The Nomura India Business Resumption Index (NIBRI) dipped to 83.8 for the week ended April 18, representing a substantial 16 percentage points (pp) decline from a week earlier.
“This suggests that the economy is ~16.2pp below its pre-pandemic normal – and at levels last seen in end-October,” Nomura said in a note on Monday.
The weekly tracker of high frequency indicators of economic activity had recorded a 12pp fall in the previous week to settle at 88.4.
Nomura forecast more pain before gain states are likely to increase restrictions on account of overburdened health infrastructure.
“The rising death rate and anecdotal evidence of hospital infrastructure getting severely burdened, suggests that the current status quo on lockdown stringency, may be compromised in coming weeks,” said Nomura economists Sonal Varma and Aurodeep Nandi, in the note.
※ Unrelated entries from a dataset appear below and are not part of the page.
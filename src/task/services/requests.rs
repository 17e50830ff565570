//! Request payloads accepted by [`TaskManager`](super::TaskManager).

use crate::task::domain::{TaskCode, TaskDetails, TaskDomainError, TaskStatus, TaskTitle, UserId};
use chrono::{DateTime, Utc};

/// Payload for creating or updating a task.
///
/// On update every optional field replaces the stored value, and the creator
/// is ignored.
#[derive(Debug, Clone, PartialEq, Eq)]
pub struct TaskRequest {
    title: String,
    description: Option<String>,
    status: TaskStatus,
    assigned_date: Option<DateTime<Utc>>,
    due_date: Option<DateTime<Utc>>,
    creator_id: Option<UserId>,
    assignee_id: Option<UserId>,
    parent_code: Option<String>,
    priority: Option<String>,
    tags: Option<String>,
}

impl TaskRequest {
    /// Creates a request with the required fields.
    #[must_use]
    pub fn new(title: impl Into<String>, status: TaskStatus) -> Self {
        Self {
            title: title.into(),
            description: None,
            status,
            assigned_date: None,
            due_date: None,
            creator_id: None,
            assignee_id: None,
            parent_code: None,
            priority: None,
            tags: None,
        }
    }

    /// Sets the description.
    #[must_use]
    pub fn with_description(mut self, description: impl Into<String>) -> Self {
        self.description = Some(description.into());
        self
    }

    /// Sets the assignment timestamp.
    #[must_use]
    pub const fn with_assigned_date(mut self, assigned_date: DateTime<Utc>) -> Self {
        self.assigned_date = Some(assigned_date);
        self
    }

    /// Sets the due timestamp.
    #[must_use]
    pub const fn with_due_date(mut self, due_date: DateTime<Utc>) -> Self {
        self.due_date = Some(due_date);
        self
    }

    /// Sets the creator.
    #[must_use]
    pub const fn with_creator_id(mut self, creator_id: UserId) -> Self {
        self.creator_id = Some(creator_id);
        self
    }

    /// Sets the assignee.
    #[must_use]
    pub const fn with_assignee_id(mut self, assignee_id: UserId) -> Self {
        self.assignee_id = Some(assignee_id);
        self
    }

    /// Sets the parent code. An empty value means "no parent".
    #[must_use]
    pub fn with_parent_code(mut self, parent_code: impl Into<String>) -> Self {
        self.parent_code = Some(parent_code.into());
        self
    }

    /// Sets the priority label.
    #[must_use]
    pub fn with_priority(mut self, priority: impl Into<String>) -> Self {
        self.priority = Some(priority.into());
        self
    }

    /// Sets the tag list.
    #[must_use]
    pub fn with_tags(mut self, tags: impl Into<String>) -> Self {
        self.tags = Some(tags.into());
        self
    }

    /// Returns the creator, if any.
    #[must_use]
    pub const fn creator_id(&self) -> Option<UserId> {
        self.creator_id
    }

    /// Returns the requested parent, treating an absent or blank value as no
    /// parent.
    ///
    /// # Errors
    ///
    /// Returns [`TaskDomainError::InvalidCode`] when a non-blank value is not a
    /// well-formed task code.
    pub fn parent_code(&self) -> Result<Option<TaskCode>, TaskDomainError> {
        match self.parent_code.as_deref().map(str::trim) {
            None | Some("") => Ok(None),
            Some(raw) => TaskCode::parse(raw).map(Some),
        }
    }

    /// Builds the validated task attributes.
    ///
    /// # Errors
    ///
    /// Returns [`TaskDomainError::EmptyTitle`] when the title is blank.
    pub fn details(&self) -> Result<TaskDetails, TaskDomainError> {
        let title = TaskTitle::new(self.title.as_str())?;
        Ok(TaskDetails::new(title, self.status)
            .with_description(self.description.clone())
            .with_assigned_date(self.assigned_date)
            .with_due_date(self.due_date)
            .with_assignee_id(self.assignee_id)
            .with_priority(self.priority.clone())
            .with_tags(self.tags.clone()))
    }
}

/// Paging and ordering options for task listings.
///
/// Unset options take the configured defaults.
#[derive(Debug, Clone, Default, PartialEq, Eq)]
pub struct ListTasksRequest {
    page: Option<u32>,
    size: Option<u32>,
    sort_by: Option<String>,
    sort_direction: Option<String>,
}

impl ListTasksRequest {
    /// Creates a request that uses every default.
    #[must_use]
    pub fn new() -> Self {
        Self::default()
    }

    /// Sets the zero-based page index.
    #[must_use]
    pub const fn with_page(mut self, page: u32) -> Self {
        self.page = Some(page);
        self
    }

    /// Sets the page size.
    #[must_use]
    pub const fn with_size(mut self, size: u32) -> Self {
        self.size = Some(size);
        self
    }

    /// Sets the ordering field by name, e.g. `createdAt` or `title`.
    #[must_use]
    pub fn with_sort_by(mut self, field: impl Into<String>) -> Self {
        self.sort_by = Some(field.into());
        self
    }

    /// Sets the ordering direction; `asc` in any case is ascending and any
    /// other value is descending.
    #[must_use]
    pub fn with_sort_direction(mut self, direction: impl Into<String>) -> Self {
        self.sort_direction = Some(direction.into());
        self
    }

    /// Returns the requested page index, if set.
    #[must_use]
    pub const fn page(&self) -> Option<u32> {
        self.page
    }

    /// Returns the requested page size, if set.
    #[must_use]
    pub const fn size(&self) -> Option<u32> {
        self.size
    }

    /// Returns the requested ordering field, if set.
    #[must_use]
    pub fn sort_by(&self) -> Option<&str> {
        self.sort_by.as_deref()
    }

    /// Returns the requested ordering direction, if set.
    #[must_use]
    pub fn sort_direction(&self) -> Option<&str> {
        self.sort_direction.as_deref()
    }
}
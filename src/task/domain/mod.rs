//! Domain model for the task hierarchy.
//!
//! Tasks form a forest linked by parent codes. The domain owns the value
//! types, the code format, and the depth and cycle rules; persistence and
//! orchestration live outside this boundary.

mod code;
mod error;
pub mod hierarchy;
mod ids;
mod paging;
mod task;

pub use code::{CODE_LENGTH, CODE_SEPARATOR, TaskCode};
pub use error::{HierarchyViolation, ParseTaskStatusError, TaskDomainError};
pub use hierarchy::{Ancestry, MAX_HIERARCHY_LEVEL};
pub use ids::{TaskId, UserId};
pub use paging::{Page, PageRequest, SortDirection, TaskSort, TaskSortField};
pub use task::{
    NewTask, PersistedTaskData, Task, TaskDetails, TaskNode, TaskStatus, TaskTitle,
};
Delhi imposed a week-long lockdown till Monday which saw a repeat of a mass exodus of migrant workers from the city, as there were less than 100 intensive care unit beds available.
“This suggests that the economic impact of the second wave may very well intensify in coming weeks Consequently, despite the sharp drop in our business resumption index (NIBRI), it probably has yet to bottom,” the note said.
The key risk was that the hit to mobility would manifest in other real economic indicators, it said. The Google retail and recreation and workplace mobility indicators fell by 1.3pp and 3.6pp from the previous week, respectively, while the Apple driving index dropped by a significant 19pp.
Although power demand weakened by 3% comparde 3% growth in the previous week, it stood 12% higher than its 2-year ago level while the labour participation rate inched up to 40.2% from 40.1% last week.
The firm expected the impact to be limited to the next one-three months, with the second wave passing over by July-September.
“It should result in a release of pent-up demand in the subsequent quarters,” Nomura said, adding, “the economy should benefit from faster vaccinations after June”.
The firm maintained its forecast of 11.5% growth for the Indian economy in CY2021.